|Power Supply||Does the Everest XCR offer a dual power supply input?|
Yes, Everest XCR could be powered using a single or dual supply input (logic & power).
Using a dual supply with low logic voltage allows reducing power consumption of the driver. More info here.
|Can I power on the servo drive below the minimum supply voltage?|
No, the minimum recommended power supply voltage for Everest Series is 12 VDC. When the drive supply voltage falls below 8 VDC, an under-voltage fault will stop the motor and the communications will be lost and drive reset.
|Can I power on the servo drive above the maximum supply voltage?||No, the maximum continuous power supply voltage for the Everest series is 80 VDC. It could handle short peaks of 85 VDC for 100 ms as well. Given the regenerative braking of many applications, it is suggested to operate at a lower voltage such as 72 VDC.|
Does the EVE-NET require us to use an external 5 V supply to power logic?

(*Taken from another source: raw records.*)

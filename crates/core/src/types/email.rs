//! Normalized email address type.

use core::fmt;

use serde::{Deserialize, Serialize};

/// Errors that can occur when parsing an [`Email`].
#[derive(thiserror::Error, Debug, Clone, PartialEq, Eq)]
pub enum EmailError {
    /// The input is empty after trimming.
    #[error("email is required")]
    Empty,
    /// The input is too long.
    #[error("email must be at most {max} characters")]
    TooLong {
        /// Maximum allowed length.
        max: usize,
    },
    /// The input contains whitespace.
    #[error("email cannot contain spaces")]
    ContainsWhitespace,
    /// The input does not contain exactly one `@`.
    #[error("email must contain a single @ symbol")]
    InvalidAtSymbol,
    /// The part before `@` is empty.
    #[error("email is missing the part before @")]
    EmptyLocalPart,
    /// The part after `@` is empty or has no dot.
    #[error("email domain is invalid")]
    InvalidDomain,
}

/// An email address, trimmed and lowercased.
///
/// Customer emails are compared when looking up orders, returns and
/// warranties, so the stored form is always normalized.
///
/// ```
/// use emporium_core::Email;
///
/// let email = Email::parse("  Jane.Doe@Example.COM ").unwrap();
/// assert_eq!(email.as_str(), "jane.doe@example.com");
///
/// assert!(Email::parse("jane").is_err());
/// assert!(Email::parse("jane@localhost").is_err());
/// ```
#[derive(Debug, Clone, Serialize, Deserialize, PartialEq, Eq, Hash)]
#[serde(try_from = "String", into = "String")]
pub struct Email(String);

impl Email {
    /// Maximum length of an email address (RFC 5321).
    pub const MAX_LENGTH: usize = 254;

    /// Parse and normalize an email address.
    ///
    /// # Errors
    ///
    /// Returns an [`EmailError`] describing the first problem found.
    pub fn parse(input: &str) -> Result<Self, EmailError> {
        let trimmed = input.trim();
        if trimmed.is_empty() {
            return Err(EmailError::Empty);
        }
        if trimmed.len() > Self::MAX_LENGTH {
            return Err(EmailError::TooLong {
                max: Self::MAX_LENGTH,
            });
        }
        if trimmed.chars().any(char::is_whitespace) {
            return Err(EmailError::ContainsWhitespace);
        }

        let mut parts = trimmed.split('@');
        let (Some(local), Some(domain), None) = (parts.next(), parts.next(), parts.next()) else {
            return Err(EmailError::InvalidAtSymbol);
        };

        if local.is_empty() {
            return Err(EmailError::EmptyLocalPart);
        }
        if domain.is_empty()
            || !domain.contains('.')
            || domain.starts_with('.')
            || domain.ends_with('.')
        {
            return Err(EmailError::InvalidDomain);
        }

        Ok(Self(trimmed.to_lowercase()))
    }

    /// The normalized address.
    #[must_use]
    pub fn as_str(&self) -> &str {
        &self.0
    }

    /// Consume the email, returning the normalized string.
    #[must_use]
    pub fn into_inner(self) -> String {
        self.0
    }

    /// The domain part (after the @).
    #[must_use]
    pub fn domain(&self) -> &str {
        self.0.rsplit_once('@').map_or("", |(_, domain)| domain)
    }

    /// Whether `other` refers to the same mailbox, ignoring case and padding.
    #[must_use]
    pub fn matches(&self, other: &str) -> bool {
        self.0 == other.trim().to_lowercase()
    }
}

impl fmt::Display for Email {
    fn fmt(&self, f: &mut fmt::Formatter<'_>) -> fmt::Result {
        f.write_str(&self.0)
    }
}

impl std::str::FromStr for Email {
    type Err = EmailError;

    fn from_str(s: &str) -> Result<Self, Self::Err> {
        Self::parse(s)
    }
}

impl TryFrom<String> for Email {
    type Error = EmailError;

    fn try_from(value: String) -> Result<Self, Self::Error> {
        Self::parse(&value)
    }
}

impl From<Email> for String {
    fn from(email: Email) -> Self {
        email.0
    }
}

impl AsRef<str> for Email {
    fn as_ref(&self) -> &str {
        &self.0
    }
}

#[cfg(feature = "postgres")]
impl sqlx::Type<sqlx::Postgres> for Email {
    fn type_info() -> sqlx::postgres::PgTypeInfo {
        <String as sqlx::Type<sqlx::Postgres>>::type_info()
    }

    fn compatible(ty: &sqlx::postgres::PgTypeInfo) -> bool {
        <String as sqlx::Type<sqlx::Postgres>>::compatible(ty)
    }
}

#[cfg(feature = "postgres")]
impl<'r> sqlx::Decode<'r, sqlx::Postgres> for Email {
    fn decode(value: sqlx::postgres::PgValueRef<'r>) -> Result<Self, sqlx::error::BoxDynError> {
        let raw = <String as sqlx::Decode<sqlx::Postgres>>::decode(value)?;
        // Rows are written through `Email::parse`, so they are already normalized.
        Ok(Self(raw))
    }
}

#[cfg(feature = "postgres")]
impl sqlx::Encode<'_, sqlx::Postgres> for Email {
    fn encode_by_ref(
        &self,
        buf: &mut sqlx::postgres::PgArgumentBuffer,
    ) -> Result<sqlx::encode::IsNull, sqlx::error::BoxDynError> {
        <String as sqlx::Encode<sqlx::Postgres>>::encode_by_ref(&self.0, buf)
    }
}

#[cfg(test)]
#[allow(clippy::unwrap_used)]
mod tests {
    use super::*;

    #[test]
    fn test_normalizes_case_and_padding() {
        let email = Email::parse("  Buyer@Shop.Example ").unwrap();
        assert_eq!(email.as_str(), "buyer@shop.example");
        assert_eq!(email.domain(), "shop.example");
    }

    #[test]
    fn test_rejects_common_mistakes() {
        assert_eq!(Email::parse("   "), Err(EmailError::Empty));
        assert_eq!(Email::parse("a b@c.d"), Err(EmailError::ContainsWhitespace));
        assert_eq!(Email::parse("ab.cd"), Err(EmailError::InvalidAtSymbol));
        assert_eq!(Email::parse("a@b@c.d"), Err(EmailError::InvalidAtSymbol));
        assert_eq!(Email::parse("@c.d"), Err(EmailError::EmptyLocalPart));
        assert_eq!(Email::parse("a@"), Err(EmailError::InvalidDomain));
        assert_eq!(Email::parse("a@localhost"), Err(EmailError::InvalidDomain));
        assert_eq!(Email::parse("a@.com"), Err(EmailError::InvalidDomain));
    }

    #[test]
    fn test_too_long() {
        let long = format!("{}@example.com", "x".repeat(250));
        assert!(matches!(
            Email::parse(&long),
            Err(EmailError::TooLong { max: 254 })
        ));
    }

    #[test]
    fn test_matches_ignores_case() {
        let email = Email::parse("owner@example.com").unwrap();
        assert!(email.matches(" OWNER@example.com"));
        assert!(!email.matches("other@example.com"));
    }

    #[test]
    fn test_deserialize_validates() {
        let ok: Email = serde_json::from_str("\"A@B.CO\"").unwrap();
        assert_eq!(ok.as_str(), "a@b.co");
        assert!(serde_json::from_str::<Email>("\"not-an-email\"").is_err());
    }
}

|Yes, Everest NET requires a power supply input of 5 VDC for logic and able to provide 200 mA.|
|Power Stage||Is the 30/60 A of the Everest the RMS value?|
No, the current specification is DC continuous current. Everest is able to drive current which corresponds to the crest of the sinusoidal current. Please read Disambiguation on current values and naming for Ingenia Drives. Note that the 30 A limit is basically a thermal limit on typical conditions but, with a good thermal design and dissipation it is possible to achieve 30 ARMS.
|What is the efficiency of the drive at rated conditions?||The efficiency of the Everest could be higher than 98 % including logic under the following conditions 80 V, 30 A @ 20 kHz PWM|
|What is the standard power consumption of the drive?||Everest Net standby losses are around 2.2 W. Everest XCR has a losses of 2.5 W. Details can be found on the product description.|
|What is the resolution of the current sensing of the Everest?||Configurable from 2.475 mA/count to 0.379 mA/count|
What is the maximum current that the Everest can ‘rectify’ from the 3 motor power phases back onto the DC bus when it is off?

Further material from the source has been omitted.